5 thoughts on “A Challenge And Creative Exposure

  1. Hello, read carefully the things you describe, each person has their own perceptions and influences of their environment where it unfolds, as the example you give the vision of the rock, each has its own truth, although many have biased and Conditioned, most, many live like horses with their lenses that put them in their eyes, so that they only see the straight of the road, and never see the “objective”, …

    What people think or stop thinking about you, it’s not worth anything, it’s just that, one must be the most authentic of heart, and remind yourself, what happens is that we live conditioned by the rules and prejudices that , Even, are inherited from generations, are like a cancer. And yes, it is very probable that you have NEVER had social phobia, it is just as you describe it, and it happens to me, not knowing how to listen to your own needs, that you are not taught, as well as being able to say “no”, when to say .

    As a child, they told my mother certain professors without vocation, that I was or had some mental retardation, and here you see me, talking about these things, anyway, what happens is that one or us, we do not adjust to the manufacture In series of what society wants: automatons … someone said: “It is not a sign of good health to be well adapted to a society deeply sick” … (Jiddu Krishnamurti), I recommend you if you have time, see a documentary On the, called: the challenge of change.
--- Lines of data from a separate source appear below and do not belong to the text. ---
//! Verdict classifier
//!
//! After every iteration the raw outcome of the property (returned a boolean or
//! panicked) and the engine conditions raised along the path are folded into a
//! single classification, with this precedence:
//!
//! 1. internal engine fault,
//! 2. unsatisfiable path,
//! 3. nondeterminism, then path timeout, budget overrun and undecided solver
//!    answers,
//! 4. user failure (a suspected failure still has to be reproduced concretely),
//! 5. normal pass.
//!
//! Engine conditions win over whatever the property did afterwards, so a
//! property that catches an abort and then fails is still discarded.

use crate::choice::ChoiceValue;
use crate::data::Abort;
use crate::errors::BridgeError;
use crate::solver::EngineError;
use serde::Serialize;
use std::fmt;

/// How the property signalled failure.
#[derive(Debug, Clone, Copy, PartialEq, Eq, Hash, Serialize)]
pub enum FailureKind {
    ReturnedFalse,
    Panicked,
}

/// Where a failure came from. Two failures with the same origin are the same
/// bug as far as the validator is concerned.
#[derive(Debug, Clone, PartialEq, Eq, Hash, Serialize)]
pub struct FailureOrigin {
    pub kind: FailureKind,
    pub message: String,
}

impl FailureOrigin {
    pub fn returned_false() -> Self {
        Self {
            kind: FailureKind::ReturnedFalse,
            message: "property returned false".to_string(),
        }
    }

    pub fn panicked(message: impl Into<String>) -> Self {
        Self {
            kind: FailureKind::Panicked,
            message: message.into(),
        }
    }
}

impl fmt::Display for FailureOrigin {
    fn fmt(&self, f: &mut fmt::Formatter<'_>) -> fmt::Result {
        match self.kind {
            FailureKind::ReturnedFalse => write!(f, "{}", self.message),
            FailureKind::Panicked => write!(f, "panicked: {}", self.message),
        }
    }
}

/// A reproduced failure: the concrete draws and the failure they cause.
#[derive(Debug, Clone, PartialEq, Serialize)]
pub struct Counterexample {
    pub draws: Vec<ChoiceValue>,
    pub origin: FailureOrigin,
}

impl fmt::Display for Counterexample {
    fn fmt(&self, f: &mut fmt::Formatter<'_>) -> fmt::Result {
        write!(f, "{} with draws [", self.origin)?;
        for (i, draw) in self.draws.iter().enumerate() {
            if i > 0 {
                write!(f, ", ")?;
            }
            write!(f, "{}", draw)?;
        }
        write!(f, "]")
    }
}

/// Why an iteration produced no usable result.
#[derive(Debug, Clone, Copy, PartialEq, Eq, Hash, Serialize)]
pub enum DiscardReason {
    UnsatisfiablePath,
    Nondeterminism,
    PathTimeout,
    /// Failed symbolically but passed every concrete replay.
    ModelArtifact,
    /// Cut off by the depth or collection budget.
    Overrun,
    /// The solver could neither find a model nor prove there is none.
    Undecided,
}

impl fmt::Display for DiscardReason {
    fn fmt(&self, f: &mut fmt::Formatter<'_>) -> fmt::Result {
        let name = match self {
            DiscardReason::UnsatisfiablePath => "unsatisfiable_path",
            DiscardReason::Nondeterminism => "nondeterminism",
            DiscardReason::PathTimeout => "path_timeout",
            DiscardReason::ModelArtifact => "model_artifact",
            DiscardReason::Overrun => "overrun",
            DiscardReason::Undecided => "undecided",
        };
        f.write_str(name)
    }
}

/// The outcome of one iteration, consumed by the host.
#[derive(Debug, Clone, PartialEq)]
pub enum Verdict {
    Passed,
    Failed(Counterexample),
    Discarded(DiscardReason),
    InternalError(EngineError),
    /// The whole path space is covered and no failure exists.
    Verified,
}

impl Verdict {
    pub fn kind(&self) -> &'static str {
        match self {
            Verdict::Passed => "passed",
            Verdict::Failed(_) => "failed",
            Verdict::Discarded(_) => "discarded",
            Verdict::InternalError(_) => "internal_error",
            Verdict::Verified => "verified",
        }
    }

    pub fn is_failure(&self) -> bool {
        matches!(self, Verdict::Failed(_))
    }

    pub fn discard_reason(&self) -> Option<DiscardReason> {
        match self {
            Verdict::Discarded(reason) => Some(*reason),
            _ => None,
        }
    }

    /// Engine faults leave the bridge as errors, unmodified.
    pub fn into_result(self) -> Result<Verdict, BridgeError> {
        match self {
            Verdict::InternalError(err) => Err(BridgeError::EngineInternal(err)),
            other => Ok(other),
        }
    }
}

/// What the property itself did.
#[derive(Debug, Clone, PartialEq)]
pub enum RawOutcome {
    Returned(bool),
    Aborted(Abort),
    /// Panic message, rendered concretely.
    Panicked(String),
}

/// First-pass classification, before concrete validation.
#[derive(Debug, Clone, PartialEq)]
pub enum Classification {
    Internal(EngineError),
    Discard(DiscardReason),
    SuspectedFailure(FailureOrigin),
    Pass,
}

/// Fold the raw outcome and the conditions raised on the path into a
/// classification.
pub fn classify(outcome: &RawOutcome, raised: Option<&Abort>) -> Classification {
    let abort = match (outcome, raised) {
        (RawOutcome::Aborted(a), Some(r)) => Some(if a.precedence() <= r.precedence() { a } else { r }),
        (RawOutcome::Aborted(a), None) => Some(a),
        (_, raised) => raised,
    };

    if let Some(abort) = abort {
        return match abort {
            Abort::EngineInternal(err) => Classification::Internal(err.clone()),
            Abort::Unsatisfiable(_) => Classification::Discard(DiscardReason::UnsatisfiablePath),
            Abort::Nondeterminism(_) => Classification::Discard(DiscardReason::Nondeterminism),
            Abort::PathTimeout => Classification::Discard(DiscardReason::PathTimeout),
            Abort::Overrun => Classification::Discard(DiscardReason::Overrun),
            Abort::Undecided(_) => Classification::Discard(DiscardReason::Undecided),
        };
    }

    match outcome {
        RawOutcome::Returned(true) => Classification::Pass,
        RawOutcome::Returned(false) => Classification::SuspectedFailure(FailureOrigin::returned_false()),
        RawOutcome::Panicked(message) => Classification::SuspectedFailure(FailureOrigin::panicked(message.clone())),
        RawOutcome::Aborted(_) => Classification::Pass,
    }
}

/// Render a panic payload as text.
pub fn panic_message(payload: &(dyn std::any::Any + Send)) -> String {
    if let Some(message) = payload.downcast_ref::<&'static str>() {
        (*message).to_string()
    } else if let Some(message) = payload.downcast_ref::<String>() {
        message.clone()
    } else {
        "non-string panic payload".to_string()
    }
}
    Here someone posted it: https://www.youtube.com/watch?v=DRLDJT2RgK0
    I told you something between us, that this video I subtitled it to Spanish years ago, I “the retarded”, and that I do not speak English, helped me, even when I write, using a translator, ha ha ha …

    What a surprise, I came to this blog of yours by Jonna Jinton, she is a very motivating person, I follow her blog for three years, I remember that post of her inspired by John Bauer, his photos are very good, I have several photos of landscapes I use desktop background on the PC monitor, it helps me forget the hustle and bustle of life … it’s just the same with your blog, it’s very personal and inspiring, it’s very beautiful what you do too, and I apologize for What I wrote you in an earlier post, I did not know that you had family and daughter, if I disturb you, what I said at that time, was what came out, so you wrote at that time.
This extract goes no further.